IVIG calculation tool in pharmacy homepage

Lippincott

Up to date

300

I am admitting a patient for fevers who received Kymriah 3 days ago. What will my assessment be focused on. Why?

vs, neuro, perfusion, 

this can be multiple things at once:

Cytokine response from the T Cell activation- hypotension, tachycardia, angioedema, 

Tumor Lysis from B-Cell destruction- lab monitoring, uop, cardiac function

Capillary Leak- immune response from T cell, and from tumor lysis- 


300

A sepsis alert fires on your dinutuximab patient overnight, you and the CN determine the patient looks bad and activate a huddle. Who do you page?

You will have the CN activate a RRT, you will also page the BMT APP on call so they are aware. 

300

you are changing your continuous rate on your PCA. You have the order and change it on the pump, where in iCentra do you need to document the dose change?

in Advanced pain modalities and in MAR

400

your patient and parent are fighting off morning vitals and weights for your 0800 deadline. what are options you can give them to get these done?

you can get a dry weight- post void, post diaper change anytime after 0400, next time they are up to bathroom grab scale, you can get AM vitals from 0700-0800 but 0600 does not count for AM vitals

These have been discussed before admit with the team, but is often forgotten 

400

You have a patient who received Kymriah and are admitted for fevers. They are tachycardic with softer BP. Your provider orders a 20/kg bolus, labs, abx, - what are you watching for, do you question anything. What would be your expected plan of care. 

question the 20/kg bolus, what if they are having capillary leak with their CRS? what is the plan if the fluid doesn't work? When does the APP want to be notified? 

400

What could be a contributing factor to so many AML count recovery patients having such intense nose bleeds?

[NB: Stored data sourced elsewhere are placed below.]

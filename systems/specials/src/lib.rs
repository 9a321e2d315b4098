#![deny(
    unsafe_code,
    missing_docs,
    dead_code,
    unused_results,
    non_snake_case,
    unreachable_pub
)]

//! Special object system: decides when specials appear, where they land, and
//! what they do once the player triggers them.

use log::debug;
use mapgame_core::{BoardError, Entity, EventGate, Position, SpecialId, SpecialKind, SpecialObj};
use mapgame_world::Board;
use rand::{Rng, SeedableRng};
use rand_chacha::ChaCha8Rng;

/// Configuration parameters required to construct the specials system.
#[derive(Clone, Copy, Debug)]
pub struct Config {
    rng_seed: u64,
}

impl Config {
    /// Creates a new configuration seeding the spawn rolls with `rng_seed`.
    #[must_use]
    pub const fn new(rng_seed: u64) -> Self {
        Self { rng_seed }
    }
}

/// Deterministic spawner that rolls, identifies and places special objects.
#[derive(Debug)]
pub struct Specials {
    rng: ChaCha8Rng,
    next_id: SpecialId,
}

impl Specials {
    /// Creates a new specials system using the supplied configuration.
    #[must_use]
    pub fn new(config: Config) -> Self {
        Self {
            rng: ChaCha8Rng::seed_from_u64(config.rng_seed),
            next_id: SpecialId::new(0),
        }
    }

    /// Rolls every kind once against its spawn weight, returning the kinds
    /// that should appear this turn in [`SpecialKind::ALL`] order.
    pub fn roll(&mut self) -> Vec<SpecialKind> {
        SpecialKind::ALL
            .into_iter()
            .filter(|kind| self.rng.gen_bool(kind.spawn_weight()))
            .collect()
    }

    /// Places a freshly identified special of `kind` at the position chosen
    /// by [`choose_spawn_position`].
    pub fn spawn<G: EventGate>(
        &mut self,
        board: &mut Board<G>,
        kind: SpecialKind,
    ) -> Result<(Position, SpecialObj), BoardError> {
        let position = choose_spawn_position(board)?;
        let special = SpecialObj::new(self.allocate_id(), kind);
        board.place(position, Entity::from(special))?;
        debug!("{} {} spawned at {position}", kind.name(), special.id().get());
        Ok((position, special))
    }

    fn allocate_id(&mut self) -> SpecialId {
        let id = self.next_id;
        self.next_id = SpecialId::new(id.get().wrapping_add(1));
        id
    }
}

/// Default spawn policy: a uniformly random empty cell.
pub fn choose_spawn_position<G>(board: &mut Board<G>) -> Result<Position, BoardError> {
    board.random_empty_position()
}

/// Result of triggering a special object.
#[derive(Clone, Copy, Debug, PartialEq, Eq)]
pub enum Outcome {
    /// A bomb went off next to the player.
    Detonated {
        /// Enemies removed from the board.
        destroyed: usize,
        /// Enemies whose death was cancelled.
        spared: usize,
    },
    /// A barrier raised obstacles around the player.
    Fortified {
        /// Obstacles written into empty neighbours.
        raised: usize,
        /// Obstacle spawns that were cancelled.
        refused: usize,
    },
}

/// Applies the effect of `special` for the player standing at `player`.
///
/// Only the four axis-aligned neighbours inside the board are affected. Every
/// mutation goes through the board's gated operations, so vetoed deaths and
/// spawns are counted instead of applied.
pub fn execute<G: EventGate>(
    special: &SpecialObj,
    board: &mut Board<G>,
    player: Position,
) -> Result<Outcome, BoardError> {
    board.ensure_contains(player)?;
    let neighbors: Vec<Position> = player
        .neighbors()
        .filter(|position| board.contains(*position))
        .collect();

    let outcome = match special.kind() {
        SpecialKind::Bomb => detonate(board, &neighbors)?,
        SpecialKind::Barrier => fortify(board, &neighbors)?,
    };
    debug!(
        "{} {} triggered next to {player}: {outcome:?}",
        special.kind().name(),
        special.id().get()
    );
    Ok(outcome)
}

fn detonate<G: EventGate>(
    board: &mut Board<G>,
    neighbors: &[Position],
) -> Result<Outcome, BoardError> {
    let mut destroyed = 0;
    let mut spared = 0;
    for &position in neighbors {
        if board.get(position)?.and_then(Entity::as_enemy).is_none() {
            continue;
        }
        match board.remove(position) {
            Ok(_) => destroyed += 1,
            Err(BoardError::DeathCancelled { .. }) => spared += 1,
            Err(error) => return Err(error),
        }
    }
    Ok(Outcome::Detonated { destroyed, spared })
}

fn fortify<G: EventGate>(
    board: &mut Board<G>,
    neighbors: &[Position],
) -> Result<Outcome, BoardError> {
    let mut raised = 0;
    let mut refused = 0;
    for &position in neighbors {
        if !board.is_empty(position)? {
            continue;
        }
        match board.place(position, Entity::Obstacle) {
            Ok(()) => raised += 1,
            Err(BoardError::SpawnCancelled { .. }) => refused += 1,
            Err(error) => return Err(error),
        }
    }
    Ok(Outcome::Fortified { raised, refused })
}
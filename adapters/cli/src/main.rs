#![deny(
    unsafe_code,
    missing_docs,
    dead_code,
    unused_results,
    non_snake_case,
    unreachable_pub
)]

//! Command-line adapter that plays a seeded session on the map game board.

mod play;
mod session;

use anyhow::Result;
use clap::Parser;
use env_logger::{Builder, Env};

use crate::session::{Args, SessionConfig};

/// Entry point for the map game command-line interface.
fn main() -> Result<()> {
    Builder::from_env(Env::default().default_filter_or("info")).init();

    let session = SessionConfig::resolve(&Args::parse())?;
    let summary = play::play(&session)?;

    print!("{}", summary.board);
    println!(
        "{} turns played, {} enemies fell",
        summary.turns_played, summary.deaths
    );
    for (tag, count) in &summary.census {
        println!("{tag:?}: {count}");
    }
    Ok(())
}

Gemtuzumab. A late effect of this is nasal hemorrhage. 

400

When working with your PCT for a patient on the BMT team, getting unituxin, getting blina or kymriah.. what can you delegate to them, what can you teach them to look out for?

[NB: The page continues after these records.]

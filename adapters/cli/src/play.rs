use std::{cell::Cell, rc::Rc};

use anyhow::Result;
use log::{debug, info, warn};
use mapgame_core::{
    BoardError, Enemy, EnemyId, Entity, Player, PlayerId, Position, SpecialObj, VariantTag,
};
use mapgame_system_listeners::{Dispatcher, EnemyDeath, EntitySpawn, Listener};
use mapgame_system_specials::{self as specials, Specials};
use mapgame_world::Board;

use crate::session::SessionConfig;

const SPECIALS_SEED_SALT: u64 = 0x5350_4543_4941_4c53;

/// Variant families reported in the closing census.
const CENSUS: [VariantTag; 4] = [
    VariantTag::Obstacle,
    VariantTag::Player,
    VariantTag::Enemy,
    VariantTag::SpecialObj,
];

/// Logs every gated event and counts the deaths that went through.
struct Chronicle {
    deaths: Rc<Cell<u32>>,
}

impl Listener for Chronicle {
    fn on_entity_spawn(&mut self, event: &mut EntitySpawn<'_>) {
        debug!("{} appears at {}", event.entity().glyph(), event.position());
    }

    fn on_enemy_death(&mut self, event: &mut EnemyDeath<'_>) {
        if !event.is_cancelled() {
            self.deaths.set(self.deaths.get() + 1);
            info!(
                "enemy {} falls at {}",
                event.enemy().id().get(),
                event.position()
            );
        }
    }
}

/// What a finished session leaves behind.
#[derive(Debug, PartialEq, Eq)]
pub(crate) struct Summary {
    pub(crate) board: String,
    pub(crate) census: Vec<(VariantTag, usize)>,
    pub(crate) deaths: u32,
    pub(crate) turns_played: u32,
}

/// Plays a full session described by `config`.
pub(crate) fn play(config: &SessionConfig) -> Result<Summary> {
    let deaths = Rc::new(Cell::new(0));
    let mut dispatcher = Dispatcher::new();
    dispatcher.register(Chronicle {
        deaths: Rc::clone(&deaths),
    });

    let mut board = Board::with_config(config.board(), dispatcher)?;
    let mut specials = Specials::new(specials::Config::new(config.seed ^ SPECIALS_SEED_SALT));

    let player = Entity::from(Player::new(PlayerId::new(0)));
    let mut at = board.place_random(player)?;
    info!("player enters at {at}");

    for id in 0..config.enemies {
        match board.place_random(Entity::from(Enemy::new(EnemyId::new(id)))) {
            Ok(_) => {}
            Err(BoardError::NoSpaceAvailable) => {
                warn!("board is full after {id} enemies");
                break;
            }
            Err(error) => return Err(error.into()),
        }
    }

    let mut turns_played = 0;
    for turn in 0..config.turns {
        for kind in specials.roll() {
            match specials.spawn(&mut board, kind) {
                Ok(_) => {}
                Err(BoardError::NoSpaceAvailable) => break,
                Err(error) => return Err(error.into()),
            }
        }

        at = step(&mut board, player, at)?;
        turns_played = turn + 1;
    }

    let mut census = Vec::with_capacity(CENSUS.len());
    for tag in CENSUS {
        census.push((tag, board.objects_by_variant(tag)?.len()));
    }

    Ok(Summary {
        board: board.render(),
        census,
        deaths: deaths.get(),
        turns_played,
    })
}

/// Moves the player to a random neighbour when it is free or holds a special,
/// triggering the special on arrival. Returns the player's position afterwards.
fn step(board: &mut Board<Dispatcher>, player: Entity, at: Position) -> Result<Position> {
    let target = board.random_neighbor(at);
    let special: Option<SpecialObj> = match board.get(target) {
        Ok(None) => None,
        Ok(Some(Entity::Special(special))) => Some(*special),
        Ok(Some(_)) | Err(BoardError::OutOfBounds { .. }) => {
            debug!("player stays at {at}, {target} is blocked");
            return Ok(at);
        }
        Err(error) => return Err(error.into()),
    };

    let _ = board.replace(target, Some(player))?;
    let _ = board.replace(at, None)?;
    debug!("player moves {at} -> {target}");

    if let Some(special) = special {
        let outcome = specials::execute(&special, board, target)?;
        info!("{} triggered at {target}: {outcome:?}", special.kind().name());
    }
    Ok(target)
}

#[cfg(test)]
mod tests {
    use super::*;

    fn config(size: u32, enemies: u32, turns: u32) -> SessionConfig {
        SessionConfig {
            size,
            seed: 17,
            enemies,
            turns,
        }
    }

    #[test]
    fn sessions_replay_from_the_same_seed() {
        let first = play(&config(8, 5, 12)).expect("session");
        let second = play(&config(8, 5, 12)).expect("session");
        assert_eq!(first, second);
        assert_eq!(first.turns_played, 12);
    }

    #[test]
    fn census_always_finds_the_player_and_the_wall() {
        let summary = play(&config(6, 3, 5)).expect("session");
        let count = |wanted: VariantTag| {
            summary
                .census
                .iter()
                .find_map(|&(tag, count)| (tag == wanted).then_some(count))
                .unwrap_or_default()
        };
        assert_eq!(count(VariantTag::Player), 1);
        assert!(count(VariantTag::Obstacle) >= 20);
        assert!(count(VariantTag::Enemy) + summary.deaths as usize <= 3);
        assert_eq!(summary.board.lines().count(), 6);
    }

    #[test]
    fn crowded_board_stops_placing_enemies() {
        let summary = play(&config(3, 4, 0)).expect("session");
        assert_eq!(summary.census[2], (VariantTag::Enemy, 0));
        assert_eq!(summary.census[1], (VariantTag::Player, 1));
    }

    #[test]
    fn zero_sized_board_is_reported() {
        assert!(play(&config(0, 0, 0)).is_err());
    }
}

vs frequency, when to notify you,- any vs change, 

decreased uop , rash, coughing, confusion, looking or acting different. Strict i&o. real time charting. 

Any parameter- bp max 

400

Where do I document my discharge bag of blinatumomab? 

Pediatric Infusion-Oncology band- Chemotherapy Verification.

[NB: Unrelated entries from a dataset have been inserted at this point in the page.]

use std::{cell::RefCell, rc::Rc};

use mapgame_core::{BoardError, Enemy, EnemyId, Entity, Position, VariantTag};
use mapgame_system_listeners::{Dispatcher, EnemyDeath, EntitySpawn, Listener};
use mapgame_world::Board;

type Journal = Rc<RefCell<Vec<String>>>;

/// Records every event it sees together with the cancellation state so far.
struct Recorder {
    name: &'static str,
    journal: Journal,
}

impl Listener for Recorder {
    fn on_entity_spawn(&mut self, event: &mut EntitySpawn<'_>) {
        self.journal.borrow_mut().push(format!(
            "{} spawn {} {} cancelled={}",
            self.name,
            event.entity().glyph(),
            event.position(),
            event.is_cancelled()
        ));
    }

    fn on_enemy_death(&mut self, event: &mut EnemyDeath<'_>) {
        self.journal.borrow_mut().push(format!(
            "{} death {} {} cancelled={}",
            self.name,
            event.enemy().id().get(),
            event.position(),
            event.is_cancelled()
        ));
    }
}

/// Vetoes spawns of one variant family.
struct ForbidVariant(VariantTag);

impl Listener for ForbidVariant {
    fn on_entity_spawn(&mut self, event: &mut EntitySpawn<'_>) {
        if self.0.matches(event.entity().tag()) {
            event.set_cancelled(true);
        }
    }
}

/// Keeps every enemy alive.
struct Immortal;

impl Listener for Immortal {
    fn on_enemy_death(&mut self, event: &mut EnemyDeath<'_>) {
        event.set_cancelled(true);
    }
}

/// Overturns any earlier decision about deaths.
struct Executioner;

impl Listener for Executioner {
    fn on_enemy_death(&mut self, event: &mut EnemyDeath<'_>) {
        event.set_cancelled(false);
    }
}

fn enemy(id: u32) -> Entity {
    Entity::from(Enemy::new(EnemyId::new(id)))
}

#[test]
fn listeners_run_in_registration_order_and_see_earlier_decisions() {
    let journal = Journal::default();
    let mut dispatcher = Dispatcher::new();
    dispatcher.register(Recorder {
        name: "first",
        journal: Rc::clone(&journal),
    });
    dispatcher.register(ForbidVariant(VariantTag::Enemy));
    dispatcher.register(Recorder {
        name: "last",
        journal: Rc::clone(&journal),
    });

    let mut board = Board::new(5, dispatcher).expect("board");
    let position = Position::new(2, 2);
    assert_eq!(
        board.place(position, enemy(1)),
        Err(BoardError::SpawnCancelled { position })
    );
    assert!(board.is_empty(position).expect("in bounds"));

    assert_eq!(
        *journal.borrow(),
        vec![
            "first spawn E (2, 2) cancelled=false".to_owned(),
            "last spawn E (2, 2) cancelled=true".to_owned(),
        ]
    );
}

#[test]
fn unrelated_spawns_pass_the_filter() {
    let mut dispatcher = Dispatcher::new();
    dispatcher.register(ForbidVariant(VariantTag::Enemy));
    let mut board = Board::new(5, dispatcher).expect("board");

    board
        .place(Position::new(1, 1), Entity::Obstacle)
        .expect("obstacles are allowed");
    assert_eq!(
        board.get(Position::new(1, 1)).expect("in bounds"),
        Some(&Entity::Obstacle)
    );
}

#[test]
fn vetoed_death_keeps_enemy_on_board() {
    let mut dispatcher = Dispatcher::new();
    dispatcher.register(Immortal);
    let mut board = Board::new(5, dispatcher).expect("board");
    let position = Position::new(3, 3);
    board.place(position, enemy(2)).expect("place");

    assert_eq!(
        board.remove(position),
        Err(BoardError::DeathCancelled { position })
    );
    assert_eq!(board.get(position).expect("in bounds"), Some(&enemy(2)));
}

#[test]
fn later_listener_can_overturn_a_veto() {
    let journal = Journal::default();
    let mut dispatcher = Dispatcher::new();
    dispatcher.register(Immortal);
    dispatcher.register(Recorder {
        name: "audit",
        journal: Rc::clone(&journal),
    });
    dispatcher.register(Executioner);
    let mut board = Board::new(5, dispatcher).expect("board");
    let position = Position::new(1, 2);
    board.place(position, enemy(4)).expect("place");

    assert_eq!(board.remove(position), Ok(Some(enemy(4))));
    assert!(board.is_empty(position).expect("in bounds"));
    assert_eq!(
        *journal.borrow(),
        vec![
            "audit spawn E (1, 2) cancelled=false".to_owned(),
            "audit death 4 (1, 2) cancelled=true".to_owned(),
        ]
    );
    assert_eq!(board.into_gate().len(), 3);
}
#![deny(
    unsafe_code,
    missing_docs,
    dead_code,
    unused_results,
    non_snake_case,
    unreachable_pub
)]

//! Listener dispatch for board mutation events.
//!
//! [`Dispatcher`] implements [`EventGate`] by wrapping each gate call in a
//! cancellable event and offering it to every registered [`Listener`] in
//! registration order. Listeners see the decision taken so far and may
//! overturn it; whatever flag remains after the last listener is returned to
//! the board.

use std::fmt;

use log::trace;
use mapgame_core::{Enemy, Entity, EventGate, Position, Verdict};

/// Cancellable notification that an entity is about to spawn.
#[derive(Debug)]
pub struct EntitySpawn<'a> {
    entity: &'a Entity,
    position: Position,
    cancelled: bool,
}

impl<'a> EntitySpawn<'a> {
    /// Entity about to be written.
    #[must_use]
    pub fn entity(&self) -> &'a Entity {
        self.entity
    }

    /// Empty cell the entity is about to occupy.
    #[must_use]
    pub fn position(&self) -> Position {
        self.position
    }

    /// Reports whether a listener has cancelled the spawn so far.
    #[must_use]
    pub fn is_cancelled(&self) -> bool {
        self.cancelled
    }

    /// Cancels or reinstates the spawn.
    pub fn set_cancelled(&mut self, cancelled: bool) {
        self.cancelled = cancelled;
    }
}

/// Cancellable notification that an enemy is about to die.
#[derive(Debug)]
pub struct EnemyDeath<'a> {
    position: Position,
    enemy: &'a Enemy,
    cancelled: bool,
}

impl<'a> EnemyDeath<'a> {
    /// Cell the enemy occupies.
    #[must_use]
    pub fn position(&self) -> Position {
        self.position
    }

    /// Enemy about to be cleared or overwritten.
    #[must_use]
    pub fn enemy(&self) -> &'a Enemy {
        self.enemy
    }

    /// Reports whether a listener has cancelled the death so far.
    #[must_use]
    pub fn is_cancelled(&self) -> bool {
        self.cancelled
    }

    /// Cancels or reinstates the death.
    pub fn set_cancelled(&mut self, cancelled: bool) {
        self.cancelled = cancelled;
    }
}

/// Receiver of board mutation events. Both hooks default to doing nothing.
pub trait Listener {
    /// Called before an entity spawns.
    fn on_entity_spawn(&mut self, _event: &mut EntitySpawn<'_>) {}

    /// Called before an enemy dies.
    fn on_enemy_death(&mut self, _event: &mut EnemyDeath<'_>) {}
}

/// Ordered collection of listeners acting as the board's gate.
#[derive(Default)]
pub struct Dispatcher {
    listeners: Vec<Box<dyn Listener>>,
}

impl Dispatcher {
    /// Creates a dispatcher without listeners, which allows everything.
    #[must_use]
    pub fn new() -> Self {
        Self::default()
    }

    /// Appends a listener; it runs after every listener registered before it.
    pub fn register<L>(&mut self, listener: L)
    where
        L: Listener + 'static,
    {
        self.listeners.push(Box::new(listener));
    }

    /// Number of registered listeners.
    #[must_use]
    pub fn len(&self) -> usize {
        self.listeners.len()
    }

    /// Reports whether no listener is registered.
    #[must_use]
    pub fn is_empty(&self) -> bool {
        self.listeners.is_empty()
    }
}

impl fmt::Debug for Dispatcher {
    fn fmt(&self, f: &mut fmt::Formatter<'_>) -> fmt::Result {
        f.debug_struct("Dispatcher")
            .field("listeners", &self.listeners.len())
            .finish()
    }
}

impl EventGate for Dispatcher {
    fn on_entity_spawn(&mut self, entity: &Entity, position: Position) -> Verdict {
        trace!(
            "offering spawn of {entity:?} at {position} to {} listeners",
            self.listeners.len()
        );
        let mut event = EntitySpawn {
            entity,
            position,
            cancelled: false,
        };
        for listener in &mut self.listeners {
            listener.on_entity_spawn(&mut event);
        }
        Verdict::from_cancelled(event.cancelled)
    }

    fn on_enemy_death(&mut self, position: Position, enemy: &Enemy) -> Verdict {
        trace!(
            "offering death of enemy {} at {position} to {} listeners",
            enemy.id().get(),
            self.listeners.len()
        );
        let mut event = EnemyDeath {
            position,
            enemy,
            cancelled: false,
        };
        for listener in &mut self.listeners {
            listener.on_enemy_death(&mut event);
        }
        Verdict::from_cancelled(event.cancelled)
    }
}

Why do we need to chart this here?

500
Family Resources, what are some, where are they!?

what about NDX in general? Unituxin? What documentation is required?

Journey board, binder, central line book, unituxin orange book, skivolo story book, NBL calendar from care coordinator. (document on ad hoc- ndx teaching and in patient education in iView)

GMCSF- make sure they know how to give SQ shots- ad hoc form )

Meds- do they know how to take retinoic acid. 

500

Your patient getting unituxin is having uncontrolled pain. what are your options?

up the pca, clinician bolus, change the drug, ketamine? do they need lidocaine in picu until disease has debulked?

500

I am giving Rituximab. after your second ramp you patient gets chills, mottled, tachycardic. What do you do? What is a likely cause? 

Stop the pump, do a focused assessment and full VS, page the team. 

You will need to know the rate of prior setting before this most recent ramping. 

Decrease to prior rate and if directed restart at lower rate for remainder of infusion. 

500

You have a lahey patient getting chemo or a BMT/chemo patient with a PICU fellow on at night- what is your chain of command for chemo clarifying questions. What is urgent/what can wait?

Lahey patients getting chemo-- oncology fellow (can even have a conference call w/ fellow and resident). Chemo/BMT protocol specific questions- can they wait? Ask the provider on call, then suggest ARCC and calling the attending if its urgent. 

500

you have uop orders per void.. where do you document, where do you review in handoff?

Bonus: your unituxin patient has LOW urine output. what is going on? what do you expect to see throughout the 24 hours?

Bonus Bonus: Your Kymriah patient has LOW urine output. What is going on? 

Bonus X 3: your NDX ALL has LOW urine output. You are watching the trends over your shift and the shift before you. What is going on?

i&O - urine output ml/kg/hr row. void to void requirements are NOT the same as total shift averages.